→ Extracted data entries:
****
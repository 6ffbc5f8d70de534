pub mod color_bounds;
pub mod constants;
pub mod frame;
pub mod region;
pub mod video_metadata;
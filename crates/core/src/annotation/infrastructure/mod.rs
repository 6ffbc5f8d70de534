pub mod hershey_text_renderer;
pub mod opencv_rectangle_renderer;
****
Generate an exact reproduction of all entries.

→ Exercise response:
repository 6ffbc5f8d70de534
pub mod color_bounds;
pub mod constants;
pub mod frame;
pub mod region;
pub mod video_metadata;
filename crates/core/src/annotation/infrastructure/mod.rs
repository 6ffbc5f8d70de534
pub mod hershey_text_renderer;
pub mod opencv_rectangle_renderer;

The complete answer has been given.